The move sheds light on how Biden plans to pursue relations with China, coming as America's new leader heads to Europe Wednesday for G7 and NATO summits — the first foreign trip of his presidency. It also hints at how he will redefine U.S. relations with China after four years under Trump marked by trade wars and overtly racist criticism of the novel coronavirus outbreak in Wuhan.

Biden's replacement order lays out criteria for the Department of Commerce and other agencies to evaluate whether apps created by foreign nations pose a threat to U.S. national security. The report on potential national security threats from foreign-owned apps is due within 120 days.

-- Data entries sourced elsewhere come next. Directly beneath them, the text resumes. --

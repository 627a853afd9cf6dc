//! Gateway contract client built on Alloy.
//!
//! Reads nonces, balances and EIP-712 domains from the token, simulates every
//! `send` call before broadcasting it, and decodes reverts into
//! [`RejectReason`]s.

use crate::{
	config_identity, config_secret, config_str, config_u64, OracleError, OracleFactory,
	OracleInterface, OracleRegistry, RejectReason,
};
use alloy_network::EthereumWallet;
use alloy_primitives::{Address, B256, U256};
use alloy_provider::{Provider, ProviderBuilder};
use alloy_rpc_types::TransactionRequest;
use alloy_signer::Signer;
use alloy_signer_local::PrivateKeySigner;
use alloy_sol_types::{sol, SolCall, SolError};
use alloy_transport::TransportError;
use alloy_transport_http::Http;
use async_trait::async_trait;
use relay_account::load_evm_key;
use relay_message::{
	gateway::{balanceOfCall, nameCall, noncesCall, versionCall},
	PermitDomain, PermitEncoder, StructuredEncoder,
};
use relay_types::{
	with_0x_prefix, without_0x_prefix, ChainFamily, ExecutionPlan, Identity,
	ImplementationRegistry, SettlementReference, TransactionReceipt,
};
use std::collections::HashMap;
use std::sync::Arc;
use std::time::Duration;
use tokio::sync::RwLock;

sol! {
	error ERC2612ExpiredSignature(uint256 deadline);
	error ERC2612InvalidSigner(address signer, address owner);
	error InvalidAccountNonce(address account, uint256 currentNonce);
	error ERC20InsufficientBalance(address sender, uint256 balance, uint256 needed);
}

/// Maps a revert to a rejection reason, by custom error selector first and by
/// the revert string second.
pub fn classify_revert(message: &str, data: Option<&str>) -> OracleError {
	let selector = data
		.and_then(|d| alloy_primitives::hex::decode(without_0x_prefix(d)).ok())
		.and_then(|bytes| bytes.get(..4).and_then(|s| <[u8; 4]>::try_from(s).ok()));

	let reason = match selector {
		Some(s) if s == ERC2612ExpiredSignature::SELECTOR => RejectReason::Expired,
		Some(s) if s == ERC2612InvalidSigner::SELECTOR => RejectReason::InvalidSignature,
		Some(s) if s == InvalidAccountNonce::SELECTOR => RejectReason::NonceConsumed,
		Some(s) if s == ERC20InsufficientBalance::SELECTOR => RejectReason::InsufficientFunds,
		_ => {
			let lower = message.to_lowercase();
			if lower.contains("expired") {
				RejectReason::Expired
			} else if lower.contains("invalid signature") || lower.contains("invalidsigner") {
				RejectReason::InvalidSignature
			} else if lower.contains("nonce") {
				RejectReason::NonceConsumed
			} else if lower.contains("exceeds balance") || lower.contains("insufficientbalance") {
				RejectReason::InsufficientFunds
			} else {
				RejectReason::Other
			}
		},
	};

	let message = match data {
		Some(d) if !message.contains(d) => format!("{} (data: {})", message, d),
		_ => message.to_string(),
	};
	OracleError::rejected(reason, message)
}

fn classify_call_error(context: &str, error: TransportError) -> OracleError {
	match error.as_error_resp() {
		Some(payload) => {
			let data = payload
				.data
				.as_ref()
				.map(|raw| raw.get().trim_matches('"').to_string());
			if data.is_some() || payload.message.contains("revert") {
				return classify_revert(&payload.message, data.as_deref());
			}
			OracleError::Network(format!("{}: {}", context, payload.message))
		},
		None => OracleError::Network(format!("{}: {}", context, error)),
	}
}

pub struct AlloyOracle {
	provider: Arc<dyn Provider<Http<reqwest::Client>> + Send + Sync>,
	chain_id: u64,
	gateway: Address,
	relayer: Address,
	poll_interval: Duration,
	configured_domains: HashMap<Address, PermitDomain>,
	discovered_domains: RwLock<HashMap<Address, PermitDomain>>,
}

impl AlloyOracle {
	pub fn new(
		rpc_url: &str,
		chain_id: u64,
		gateway: Address,
		signer: PrivateKeySigner,
		poll_interval: Duration,
	) -> Result<Self, OracleError> {
		let url = rpc_url
			.parse()
			.map_err(|e| OracleError::Configuration(format!("Invalid RPC URL: {}", e)))?;
		let relayer = signer.address();
		let wallet = EthereumWallet::from(signer.with_chain_id(Some(chain_id)));
		let provider = ProviderBuilder::new()
			.with_recommended_fillers()
			.wallet(wallet)
			.on_http(url);
		provider.client().set_poll_interval(poll_interval);

		Ok(Self {
			provider: Arc::new(provider),
			chain_id,
			gateway,
			relayer,
			poll_interval,
			configured_domains: HashMap::new(),
			discovered_domains: RwLock::new(HashMap::new()),
		})
	}

	/// Pins the EIP-712 domain of `token` instead of reading it on first use.
	pub fn with_domain(mut self, token: Address, name: String, version: Option<String>) -> Self {
		self.configured_domains
			.insert(token, PermitDomain::new(name, version, self.chain_id));
		self
	}

	async fn call_view<C: SolCall>(&self, to: Address, call: C) -> Result<C::Return, OracleError> {
		let request = TransactionRequest::default()
			.to(to)
			.input(call.abi_encode().into());
		let output = self
			.provider
			.call(&request)
			.await
			.map_err(|e| classify_call_error(&format!("eth_call to {}", to), e))?;
		C::abi_decode_returns(&output, true)
			.map_err(|e| OracleError::Network(format!("Undecodable response from {}: {}", to, e)))
	}

	async fn domain_for(&self, token: Address) -> Result<PermitDomain, OracleError> {
		if let Some(domain) = self.configured_domains.get(&token) {
			return Ok(domain.clone());
		}
		if let Some(domain) = self.discovered_domains.read().await.get(&token) {
			return Ok(domain.clone());
		}

		let name = self.call_view(token, nameCall {}).await?._0;
		let version = match self.call_view(token, versionCall {}).await {
			Ok(ret) => Some(ret._0),
			Err(OracleError::Rejected { .. }) => {
				tracing::debug!(token = %token, "Token has no version(), using default");
				None
			},
			Err(e) => return Err(e),
		};
		let domain = PermitDomain::new(name, version, self.chain_id);
		tracing::info!(
			token = %token,
			name = %domain.name,
			version = %domain.version,
			"Discovered permit domain"
		);
		self.discovered_domains
			.write()
			.await
			.insert(token, domain.clone());
		Ok(domain)
	}
}

#[async_trait]
impl OracleInterface for AlloyOracle {
	fn family(&self) -> ChainFamily {
		ChainFamily::Evm
	}

	fn verifier(&self) -> Identity {
		Identity::Evm(self.gateway)
	}

	fn relayer(&self) -> Identity {
		Identity::Evm(self.relayer)
	}

	fn chain_id(&self) -> Option<u64> {
		Some(self.chain_id)
	}

	async fn encoder(&self, asset: &Identity) -> Result<Box<dyn PermitEncoder>, OracleError> {
		let domain = self.domain_for(asset.evm("asset")?).await?;
		Ok(Box::new(StructuredEncoder::new(domain)))
	}

	async fn permit_domain(&self, asset: &Identity) -> Result<Option<PermitDomain>, OracleError> {
		self.domain_for(asset.evm("asset")?).await.map(Some)
	}

	async fn current_nonce(&self, owner: &Identity, asset: &Identity) -> Result<U256, OracleError> {
		let call = noncesCall {
			owner: owner.evm("owner")?,
		};
		Ok(self.call_view(asset.evm("asset")?, call).await?._0)
	}

	async fn is_nonce_consumed(
		&self,
		owner: &Identity,
		asset: &Identity,
		nonce: U256,
	) -> Result<bool, OracleError> {
		Ok(nonce < self.current_nonce(owner, asset).await?)
	}

	async fn submit(&self, plan: &ExecutionPlan) -> Result<SettlementReference, OracleError> {
		let ExecutionPlan::SingleCall(call) = plan else {
			return Err(OracleError::rejected(
				RejectReason::Other,
				"EVM oracle only accepts single-call plans",
			));
		};
		if call.chain_id != self.chain_id || call.target != self.gateway {
			return Err(OracleError::rejected(
				RejectReason::Other,
				format!(
					"plan targets {} on chain {}, client is bound to {} on chain {}",
					call.target, call.chain_id, self.gateway, self.chain_id
				),
			));
		}

		let request = TransactionRequest::default()
			.from(self.relayer)
			.to(call.target)
			.input(call.calldata.clone().into());

		// Dry run so reverts come back with their reason instead of a mined failure.
		self.provider
			.call(&request)
			.await
			.map_err(|e| classify_call_error("Simulation failed", e))?;

		let pending = self
			.provider
			.send_transaction(request)
			.await
			.map_err(|e| classify_call_error("Failed to send transaction", e))?;
		let tx_hash = *pending.tx_hash();
		tracing::info!(
			tx_hash = %with_0x_prefix(&alloy_primitives::hex::encode(tx_hash.0)),
			chain_id = self.chain_id,
			"Submitted transaction"
		);
		Ok(SettlementReference::evm(tx_hash.0))
	}

	async fn wait_for_confirmation(
		&self,
		reference: &SettlementReference,
		confirmations: u64,
	) -> Result<TransactionReceipt, OracleError> {
		let tx_hash = B256::try_from(reference.bytes.as_slice()).map_err(|_| {
			OracleError::NotFound(format!("{} is not a transaction hash", reference))
		})?;

		loop {
			let receipt = match self.provider.get_transaction_receipt(tx_hash).await {
				Ok(Some(receipt)) => receipt,
				Ok(None) => {
					tokio::time::sleep(self.poll_interval).await;
					continue;
				},
				Err(e) => {
					return Err(OracleError::Network(format!("Failed to get receipt: {}", e)));
				},
			};

			let current_block = self.provider.get_block_number().await.map_err(|e| {
				OracleError::Network(format!("Failed to get block number: {}", e))
			})?;
			let tx_block = receipt.block_number.unwrap_or(0);
			// The inclusion block counts as the first confirmation.
			let current_confirmations = current_block.saturating_sub(tx_block) + 1;

			if current_confirmations >= confirmations {
				return Ok(TransactionReceipt {
					reference: reference.clone(),
					block_number: tx_block,
					success: receipt.status(),
				});
			}

			tracing::debug!(
				"Waiting for {} more confirmations...",
				confirmations.saturating_sub(current_confirmations)
			);
			tokio::time::sleep(self.poll_interval).await;
		}
	}

	async fn balance(&self, holder: &Identity, asset: &Identity) -> Result<U256, OracleError> {
		let call = balanceOfCall {
			account: holder.evm("holder")?,
		};
		Ok(self.call_view(asset.evm("asset")?, call).await?._0)
	}
}

/// Builds the Alloy gateway client.
///
/// Configuration parameters:
/// - `rpc_url` (required): JSON-RPC endpoint
/// - `chain_id` (required)
/// - `verifier` (required): gateway contract address
/// - `private_key` (required): relayer key, hex
/// - `poll_interval_ms`: receipt polling interval (default: 2000)
/// - `tokens`: table of token address to `{ name, version }` domain overrides
pub fn create_oracle(config: &toml::Value) -> Result<Box<dyn OracleInterface>, OracleError> {
	let rpc_url = config_str(config, "rpc_url")?;
	let chain_id = config_u64(config, "chain_id", 0)?;
	if chain_id == 0 {
		return Err(OracleError::Configuration(
			"chain_id is required and must be positive".to_string(),
		));
	}
	let gateway = config_identity(config, "verifier", ChainFamily::Evm)?.evm("verifier")?;
	let signer = load_evm_key(&config_secret(config, "private_key")?)
		.map_err(|e| OracleError::Configuration(e.to_string()))?;
	let poll_interval = Duration::from_millis(config_u64(config, "poll_interval_ms", 2000)?);

	let mut oracle = AlloyOracle::new(rpc_url, chain_id, gateway, signer, poll_interval)?;

	if let Some(tokens) = config.get("tokens").and_then(|v| v.as_table()) {
		for (address, domain) in tokens {
			let token: Address = address.parse().map_err(|e| {
				OracleError::Configuration(format!("Invalid token address {}: {}", address, e))
			})?;
			let name = config_str(domain, "name")?.to_string();
			let version = domain
				.get("version")
				.and_then(|v| v.as_str())
				.map(str::to_string);
			oracle = oracle.with_domain(token, name, version);
		}
	}

	Ok(Box::new(oracle))
}

pub struct Registry;

impl ImplementationRegistry for Registry {
	const NAME: &'static str = "evm_alloy";
	type Factory = OracleFactory;

	fn factory() -> Self::Factory {
		create_oracle
	}
}

impl OracleRegistry for Registry {}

Using an abbreviation for information and communications technology and services, the White House notes that “ICTS transactions involving software applications may present a heightened risk when the transactions involve applications that are owned, controlled, or managed by persons that support foreign adversary military or intelligence activities, or are involved in malicious cyber activities, or involve applications that collect sensitive personal data."

Biden also tasks Secretary of Commerce Gina Raimondo to study how foreign-owned tech companies are harnessing and using U.S. data. That review in turn will spur "recommendations to protect against harm from the unrestricted sale of, transfer of, or access to United States persons' sensitive data," according to Biden's order.  

“The federal government should evaluate these threats through rigorous, evidence-based analysis and should address any unacceptable or undue risks consistent with overall national security, foreign policy, and economic objectives, including the preservation and demonstration of America's core values and fundamental freedoms,” the order states.

Trump’s now-defunct orders were assailed by First Amendment and tech scholars alike, with the Electronic Frontier Foundation calling it ironic that Trump would ban an outlet for free speech “while purporting to protect America from China’s authoritarian government."

“Millions of users post protected speech to TikTok every day, choosing the app over other options for its features or for its audience,” the advocacy group wrote last summer when Trump’s ban was first being discussed. 

“Courts will generally not uphold a categorical ban on speech,” the EFF added, clarifying the U.S. Supreme Court has recognized that to “foreclose access to social media altogether is to prevent the user from engaging in the legitimate exercise of First Amendment rights.”

Trump's 2019 stance against Chinese telecoms took on a sharper focus as the pandemic put his reelection chances in jeopardy.

“It’s a big business. Look, what happened with China with this virus, what they’ve done to this country and to the entire world is disgraceful,” Trump said last July.  

Representatives for TikTok did not return a request for comment on Biden's executive order by press time.